Nonostante la chiara presa di posizione non sempre l’Amministrazione Finanziaria ha agito secondo le proprie dichiarazioni pubbliche. È diffusa, infatti, la tendenza degli Uffici a iscrivere a ruolo, oltre ai residui importi dovuti a titolo di imposta, le sanzioni dovute nella misura piena del 30% e gli interessi, non applicati sul residuo importo dovuto a titolo di imposta, ma sull’intero importo lordo dell’imposta dovuta, anche sui versamenti rateali nel frattempo eseguiti. Si tratta, in particolare, di un atteggiamento influenzato dalla vecchia formulazione dell’articolo 3-bis del Decreto Legislativo 18 dicembre 1997, n. 462 secondo la quale la decadenza dalla rateazione comportava l’iscrizione a ruolo dell’importo dovuto per imposte, interessi e sanzioni in misura piena, dedotto quanto versato.

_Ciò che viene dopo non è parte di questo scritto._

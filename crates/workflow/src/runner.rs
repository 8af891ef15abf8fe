//! Script runner adapter.
//!
//! Normalizes a loader execution into either the raw output text or a
//! displayable error. The runner holds no state between calls and is safe
//! to retry.

use std::sync::Arc;
use std::time::Duration;

use ingest_core::params::{parse_params, ParameterError};
use ingest_core::types::ScriptId;

use crate::services::ScriptService;

/// Message used when the service reports failure without one.
pub const EXECUTION_FAILED: &str = "Execution failed";

/// Message used when a successful execution carries no output.
pub const NO_OUTPUT: &str = "Script returned no output";

/// Why a loader run produced no payload.
#[derive(Debug, Clone, PartialEq, Eq, thiserror::Error)]
pub enum RunnerError {
    /// The parameter buffer was rejected before invoking the script.
    #[error(transparent)]
    Parameter(#[from] ParameterError),

    /// The service ran the script and reported failure.
    #[error("{0}")]
    Execution(String),

    /// The service could not be reached or answered with an error status.
    #[error("{0}")]
    Transport(String),

    #[error("Script execution timed out after {}s", .0.as_secs())]
    TimedOut(Duration),
}

/// Runs loader scripts through a [`ScriptService`].
#[derive(Clone)]
pub struct ScriptRunner {
    service: Arc<dyn ScriptService>,
    timeout: Option<Duration>,
}

impl ScriptRunner {
    pub fn new(service: Arc<dyn ScriptService>, timeout: Option<Duration>) -> Self {
        Self { service, timeout }
    }

    /// Execute `script_id` with the JSON parameter buffer `params_text`.
    ///
    /// Returns the script's JSON output text on success.
    pub async fn run(&self, script_id: ScriptId, params_text: &str) -> Result<String, RunnerError> {
        let params = parse_params(params_text)?;

        tracing::debug!(script_id, param_count = params.len(), "Executing loader script");

        let call = self.service.execute_script(script_id, &params);
        let reply = match self.timeout {
            Some(limit) => tokio::time::timeout(limit, call)
                .await
                .map_err(|_| RunnerError::TimedOut(limit))?,
            None => call.await,
        };

        let result = reply.map_err(|e| {
            tracing::warn!(script_id, error = %e, "Script service call failed");
            RunnerError::Transport(e.detail())
        })?;

        if !result.success {
            let message = result
                .error
                .filter(|m| !m.trim().is_empty())
                .unwrap_or_else(|| EXECUTION_FAILED.to_string());
            tracing::warn!(script_id, error = %message, "Loader script reported failure");
            return Err(RunnerError::Execution(message));
        }

        result
            .result
            .ok_or_else(|| RunnerError::Execution(NO_OUTPUT.to_string()))
    }
}

// ---------------------------------------------------------------------------
// Tests
// ---------------------------------------------------------------------------

#[cfg(test)]
mod tests {
    use std::sync::atomic::{AtomicUsize, Ordering};

    use assert_matches::assert_matches;
    use async_trait::async_trait;
    use ingest_core::script::{ExecutionResult, LoaderScript};
    use serde_json::{Map, Value};

    use super::*;
    use crate::services::ServiceError;

    /// Replies with a fixed result and counts calls.
    struct Canned {
        reply: Result<ExecutionResult, ServiceError>,
        delay: Option<Duration>,
        calls: AtomicUsize,
    }

    impl Canned {
        fn new(reply: Result<ExecutionResult, ServiceError>) -> Arc<Self> {
            Arc::new(Self {
                reply,
                delay: None,
                calls: AtomicUsize::new(0),
            })
        }
    }

    #[async_trait]
    impl ScriptService for Canned {
        async fn execute_script(
            &self,
            _script_id: ScriptId,
            _params: &Map<String, Value>,
        ) -> Result<ExecutionResult, ServiceError> {
            self.calls.fetch_add(1, Ordering::SeqCst);
            if let Some(delay) = self.delay {
                tokio::time::sleep(delay).await;
            }
            self.reply.clone()
        }

        async fn list_scripts(&self) -> Result<Vec<LoaderScript>, ServiceError> {
            Ok(vec![])
        }
    }

    fn ok(result: &str) -> Result<ExecutionResult, ServiceError> {
        Ok(ExecutionResult {
            success: true,
            result: Some(result.to_string()),
            error: None,
        })
    }

    #[tokio::test]
    async fn returns_payload_on_success() {
        let service = Canned::new(ok(r#"[{"title": "A"}]"#));
        let runner = ScriptRunner::new(service.clone(), None);
        let payload = runner.run(1, r#"{"limit": "5"}"#).await.unwrap();
        assert_eq!(payload, r#"[{"title": "A"}]"#);
        assert_eq!(service.calls.load(Ordering::SeqCst), 1);
    }

    #[tokio::test]
    async fn invalid_params_skip_the_service() {
        let service = Canned::new(ok("{}"));
        let runner = ScriptRunner::new(service.clone(), None);
        let err = runner.run(1, "{broken").await.unwrap_err();
        assert_matches!(err, RunnerError::Parameter(ParameterError::InvalidJson(_)));
        assert_eq!(service.calls.load(Ordering::SeqCst), 0);
    }

    #[tokio::test]
    async fn failure_without_message_uses_default() {
        let service = Canned::new(Ok(ExecutionResult::default()));
        let runner = ScriptRunner::new(service, None);
        let err = runner.run(1, "{}").await.unwrap_err();
        assert_eq!(err, RunnerError::Execution("Execution failed".into()));
    }

    #[tokio::test]
    async fn failure_message_is_passed_through() {
        let service = Canned::new(Ok(ExecutionResult {
            success: false,
            result: None,
            error: Some("Runtime Error: feed unreachable".into()),
        }));
        let runner = ScriptRunner::new(service, None);
        let err = runner.run(1, "{}").await.unwrap_err();
        assert_eq!(err.to_string(), "Runtime Error: feed unreachable");
    }

    #[tokio::test]
    async fn transport_errors_are_stringified() {
        let service = Canned::new(Err(ServiceError::Transport("connection refused".into())));
        let runner = ScriptRunner::new(service, None);
        let err = runner.run(1, "{}").await.unwrap_err();
        assert_eq!(err, RunnerError::Transport("connection refused".into()));
    }

    #[tokio::test]
    async fn success_without_output_is_an_error() {
        let service = Canned::new(Ok(ExecutionResult {
            success: true,
            result: None,
            error: None,
        }));
        let runner = ScriptRunner::new(service, None);
        assert_eq!(
            runner.run(1, "{}").await.unwrap_err(),
            RunnerError::Execution(NO_OUTPUT.into())
        );
    }

    #[tokio::test(start_paused = true)]
    async fn slow_service_times_out() {
        let service = Arc::new(Canned {
            reply: ok("{}"),
            delay: Some(Duration::from_secs(60)),
            calls: AtomicUsize::new(0),
        });
        let runner = ScriptRunner::new(service, Some(Duration::from_secs(5)));
        let err = runner.run(1, "{}").await.unwrap_err();
        assert_eq!(err, RunnerError::TimedOut(Duration::from_secs(5)));
        assert_eq!(err.to_string(), "Script execution timed out after 5s");
    }
}
use crate::types::DbId;

#[derive(Debug, thiserror::Error)]
pub enum CoreError {
    #[error("Entity not found: {entity} with id {id}")]
    NotFound { entity: &'static str, id: DbId },

    #[error("Validation failed: {0}")]
    Validation(String),

    #[error("Conflict: {0}")]
    Conflict(String),
}

impl From<validator::ValidationErrors> for CoreError {
    fn from(errors: validator::ValidationErrors) -> Self {
        CoreError::Validation(errors.to_string())
    }
}

pub type CoreResult<T> = Result<T, CoreError>;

Questo atteggiamento ancora attuale, che non trova più riscontro nella norma, è tale da determinare conseguenze oltremodo gravare. Si pensi al caso del contribuente che, nonostante l’intervenuta decadenza, abbia proseguito nei versamenti fino a completare il piano di pagamento, fattispecie piuttosto diffusa in assenza della notifica di un formale avviso di decadenza. In questo caso l’Agenzia delle Entrate procede a iscrivere a ruolo l’importo complessivamente dovuto per imposte, interessi e sanzioni in misura piena, salvo dedurre successivamente quanto versato, come, appunto, avveniva in passato.
Pur mancando una chiara presa di posizione della Corte di Cassazione, in più occasioni la giurisprudenza di merito ha criticato l’atteggiamento dell’Amministrazione Finanziaria. Secondo la Commissione Tributaria Regionale della Campania (8031/3/2021) il regime sanzionatorio deve essere proporzionato alla violazione commessa che, trasposto nella fattispecie in commento e secondo un’interpretazione costituzionalmente orientata, non può che comportare la necessità che quest’ultimo sia proporzionato all’illecito commesso ovvero all’inadempimento, con la conseguenza che le sanzioni piene, pari al 30%, debbano essere applicate solo sull’imposta nel frattempo non versata. Soluzione avallata dalla recente pronuncia della Commissione Tributaria Regionale del Piemonte (366/2/2022) secondo la quale non è possibile ignorare il fatto che sia stata la stessa Agenzia delle Entrate, nella citata Circolare n. 17/E 2016, ad affermare che “l’Ufficio iscrive a ruolo, oltre ai residui importi dovuti a titolo di imposta, le sanzioni dovute nella misura piena del 30% e gli interessi, applicati entrambi sul residuo importo dovuto a titolo di imposta”. In senso conforme, infine, la sentenza della Commissione Regionale del Veneto n. 81/8/2021.